Task to carry out.
A line below contains "pub const DEFAULT_MIN_RATIO_THRESHOLD: f64", and a later one contains "the load generator.". Repeat both, with every line between them, exactly.

Material supplied.

//! Tuner configuration.
//!
//! `TunerFile` mirrors the optional `ramptune.toml` file: every field is
//! optional so CLI flags can fill or override it. `TunerFile::resolve`
//! applies defaults and produces the immutable `TunerConfig` for a run.

use std::fmt;
use std::path::Path;
use std::str::FromStr;
use std::time::Duration;

use serde::{Deserialize, Serialize};

use crate::error::ConfigError;

pub const DEFAULT_API_ADDRESS: &str = "localhost";
pub const DEFAULT_API_PORT: u16 = 8080;
pub const DEFAULT_MIN_RATIO_THRESHOLD: f64 = 0.95;
pub const DEFAULT_RAMP_UP_FACTOR: f64 = 2.0;
pub const DEFAULT_RAMP_DOWN_FACTOR: f64 = 0.9;
pub const DEFAULT_POLL_INTERVAL: Duration = Duration::from_secs(6);
pub const DEFAULT_REQUEST_TIMEOUT: Duration = Duration::from_secs(10);

/// How the controller reacts to a missed goal.
#[derive(Debug, Clone, Copy, Default, PartialEq, Eq, Serialize, Deserialize)]
#[serde(rename_all = "lowercase")]
pub enum RampPolicy {
    /// Shrink the ramp-up factor on every miss and stop once it reaches 1.
    #[default]
    Decaying,
    /// Multiply the rate by fixed up/down factors forever.
    Fixed,
}

impl FromStr for RampPolicy {
    type Err = String;

    fn from_str(s: &str) -> Result<Self, Self::Err> {
        match s.trim().to_ascii_lowercase().as_str() {
            "decaying" => Ok(Self::Decaying),
            "fixed" => Ok(Self::Fixed),
            other => Err(format!("unknown ramp policy '{other}' (expected decaying or fixed)")),
        }
    }
}

impl fmt::Display for RampPolicy {
    fn fmt(&self, f: &mut fmt::Formatter<'_>) -> fmt::Result {
        match self {
            Self::Decaying => f.write_str("decaying"),
            Self::Fixed => f.write_str("fixed"),
        }
    }
}

/// Wire format used to push a new rate to the load generator.
#[derive(Debug, Clone, Copy, Default, PartialEq, Eq, Serialize, Deserialize)]
#[serde(rename_all = "lowercase")]
pub enum UpdateMode {
    /// `GET /update/rps/{value}`
    #[default]
    Path,
    /// `PUT /update` with `{"rps": value}`
    Json,
}

impl FromStr for UpdateMode {
    type Err = String;

    fn from_str(s: &str) -> Result<Self, Self::Err> {
        match s.trim().to_ascii_lowercase().as_str() {
            "path" => Ok(Self::Path),
            "json" => Ok(Self::Json),
            other => Err(format!("unknown update mode '{other}' (expected path or json)")),
        }
    }
}

impl fmt::Display for UpdateMode {
    fn fmt(&self, f: &mut fmt::Formatter<'_>) -> fmt::Result {
        match self {
            Self::Path => f.write_str("path"),
            Self::Json => f.write_str("json"),
        }
    }
}

/// Contents of a `ramptune.toml` file.
#[derive(Debug, Clone, Default, Serialize, Deserialize)]
#[serde(deny_unknown_fields)]
pub struct TunerFile {
    pub api_address: Option<String>,
    pub api_port: Option<u16>,
    pub target_stat: Option<String>,
    pub compare_stat: Option<String>,
    /// Fraction in (0, 1], e.g. 0.95.
    pub min_ratio_threshold: Option<f64>,
    pub ramp_up_factor: Option<f64>,
    pub ramp_down_factor: Option<f64>,
    /// Duration string such as "6s", "500ms" or "1m".
    pub poll_interval: Option<String>,
    pub request_timeout: Option<String>,
    pub policy: Option<RampPolicy>,
    pub update_mode: Option<UpdateMode>,
    /// Push a baseline rate of 1 and wait one interval before the first decision.
    pub prime: Option<bool>,
}

impl TunerFile {
    pub fn from_file(path: &Path) -> Result<Self, ConfigError> {
        let content = std::fs::read_to_string(path).map_err(|source| ConfigError::Read {
            path: path.display().to_string(),
            source,
        })?;
        Self::parse(&content).map_err(|source| ConfigError::Parse {
            path: path.display().to_string(),
            source,
        })
    }

    pub fn parse(content: &str) -> Result<Self, toml::de::Error> {
        toml::from_str(content)
    }

    /// Fill unset fields with defaults, parse durations, and validate.
    pub fn resolve(self) -> Result<TunerConfig, ConfigError> {
        let poll_interval = match self.poll_interval {
            Some(s) => parse_duration(&s)
                .ok_or_else(|| ConfigError::Invalid(format!("bad poll_interval '{s}'")))?,
            None => DEFAULT_POLL_INTERVAL,
        };
        let request_timeout = match self.request_timeout {
            Some(s) => parse_duration(&s)
                .ok_or_else(|| ConfigError::Invalid(format!("bad request_timeout '{s}'")))?,
            None => DEFAULT_REQUEST_TIMEOUT,
        };

        let config = TunerConfig {
            api_address: self
                .api_address
                .unwrap_or_else(|| DEFAULT_API_ADDRESS.to_string()),
            api_port: self.api_port.unwrap_or(DEFAULT_API_PORT),
            target_stat_name: self.target_stat.unwrap_or_default(),
            compare_stat_name: self.compare_stat.unwrap_or_default(),
            min_ratio_threshold: self
                .min_ratio_threshold
                .unwrap_or(DEFAULT_MIN_RATIO_THRESHOLD),
            ramp_up_factor: self.ramp_up_factor.unwrap_or(DEFAULT_RAMP_UP_FACTOR),
            ramp_down_factor: self.ramp_down_factor.unwrap_or(DEFAULT_RAMP_DOWN_FACTOR),
            poll_interval,
            request_timeout,
            policy: self.policy.unwrap_or_default(),
            update_mode: self.update_mode.unwrap_or_default(),
            prime: self.prime.unwrap_or(true),
        };
        config.validate()?;
        Ok(config)
    }
}

/// Immutable configuration for one tuning run.
#[derive(Debug, Clone, PartialEq)]
pub struct TunerConfig {
    pub api_address: String,
    pub api_port: u16,
    /// Stat whose rate must keep up (e.g. `OfferReceived`).
    pub target_stat_name: String,
    /// Stat the target is measured against (e.g. `DiscoverSent`).
    pub compare_stat_name: String,
    /// Minimum acceptable `target / compare` ratio, in (0, 1].
    pub min_ratio_threshold: f64,
    /// Multiplicative growth step, > 1.
    pub ramp_up_factor: f64,
    /// Decay applied to the growth step on a miss, in (0, 1).
    pub ramp_down_factor: f64,
    pub poll_interval: Duration,
    pub request_timeout: Duration,
    pub policy: RampPolicy,
    pub update_mode: UpdateMode,
    pub prime: bool,
}

impl TunerConfig {
    /// Config with defaults for everything but the two stat names.
    pub fn new(target_stat_name: impl Into<String>, compare_stat_name: impl Into<String>) -> Self {
        Self {
            api_address: DEFAULT_API_ADDRESS.to_string(),
            api_port: DEFAULT_API_PORT,
            target_stat_name: target_stat_name.into(),
            compare_stat_name: compare_stat_name.into(),
            min_ratio_threshold: DEFAULT_MIN_RATIO_THRESHOLD,
            ramp_up_factor: DEFAULT_RAMP_UP_FACTOR,
            ramp_down_factor: DEFAULT_RAMP_DOWN_FACTOR,
            poll_interval: DEFAULT_POLL_INTERVAL,
            request_timeout: DEFAULT_REQUEST_TIMEOUT,
            policy: RampPolicy::default(),
            update_mode: UpdateMode::default(),
            prime: true,
        }
    }

    /// `host:port` of the load generator API.
    pub fn api_authority(&self) -> String {
        format!("{}:{}", self.api_address, self.api_port)
    }

    pub fn validate(&self) -> Result<(), ConfigError> {
        if self.target_stat_name.trim().is_empty() {
            return Err(ConfigError::Invalid("target stat name is required".into()));
        }
        if self.compare_stat_name.trim().is_empty() {
            return Err(ConfigError::Invalid("compare stat name is required".into()));
        }
        if !(self.min_ratio_threshold > 0.0 && self.min_ratio_threshold <= 1.0) {
            return Err(ConfigError::Invalid(format!(
                "min ratio threshold must be in (0, 1], got {}",
                self.min_ratio_threshold
            )));
        }
        if !(self.ramp_up_factor > 1.0) || !self.ramp_up_factor.is_finite() {
            return Err(ConfigError::Invalid(format!(
                "ramp-up factor must be greater than 1, got {}",
                self.ramp_up_factor
            )));
        }
        if !(self.ramp_down_factor > 0.0 && self.ramp_down_factor < 1.0) {
            return Err(ConfigError::Invalid(format!(
                "ramp-down factor must be in (0, 1), got {}",
                self.ramp_down_factor
            )));
        }
        if self.poll_interval.is_zero() {
            return Err(ConfigError::Invalid("poll interval must be non-zero".into()));
        }
        if self.request_timeout.is_zero() {
            return Err(ConfigError::Invalid("request timeout must be non-zero".into()));
        }
        Ok(())
    }
}

/// Parse a duration string like "5s", "500ms", "1m". A bare number is seconds.
pub fn parse_duration(s: &str) -> Option<Duration> {
    let s = s.trim();
    if let Some(secs) = s.strip_suffix('s') {
        if let Some(ms) = secs.strip_suffix('m') {
            ms.parse::<u64>().ok().map(Duration::from_millis)
        } else {
            secs.parse::<u64>().ok().map(Duration::from_secs)
        }
    } else if let Some(mins) = s.strip_suffix('m') {
        mins.parse::<u64>()
            .ok()
            .and_then(|m| m.checked_mul(60))
            .map(Duration::from_secs)
    } else {
        s.parse::<u64>().ok().map(Duration::from_secs)
    }
}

Result.
pub const DEFAULT_MIN_RATIO_THRESHOLD: f64 = 0.95;
pub const DEFAULT_RAMP_UP_FACTOR: f64 = 2.0;
pub const DEFAULT_RAMP_DOWN_FACTOR: f64 = 0.9;
pub const DEFAULT_POLL_INTERVAL: Duration = Duration::from_secs(6);
pub const DEFAULT_REQUEST_TIMEOUT: Duration = Duration::from_secs(10);

/// How the controller reacts to a missed goal.
#[derive(Debug, Clone, Copy, Default, PartialEq, Eq, Serialize, Deserialize)]
#[serde(rename_all = "lowercase")]
pub enum RampPolicy {
    /// Shrink the ramp-up factor on every miss and stop once it reaches 1.
    #[default]
    Decaying,
    /// Multiply the rate by fixed up/down factors forever.
    Fixed,
}

impl FromStr for RampPolicy {
    type Err = String;

    fn from_str(s: &str) -> Result<Self, Self::Err> {
        match s.trim().to_ascii_lowercase().as_str() {
            "decaying" => Ok(Self::Decaying),
            "fixed" => Ok(Self::Fixed),
            other => Err(format!("unknown ramp policy '{other}' (expected decaying or fixed)")),
        }
    }
}

impl fmt::Display for RampPolicy {
    fn fmt(&self, f: &mut fmt::Formatter<'_>) -> fmt::Result {
        match self {
            Self::Decaying => f.write_str("decaying"),
            Self::Fixed => f.write_str("fixed"),
        }
    }
}

/// Wire format used to push a new rate to the load generator.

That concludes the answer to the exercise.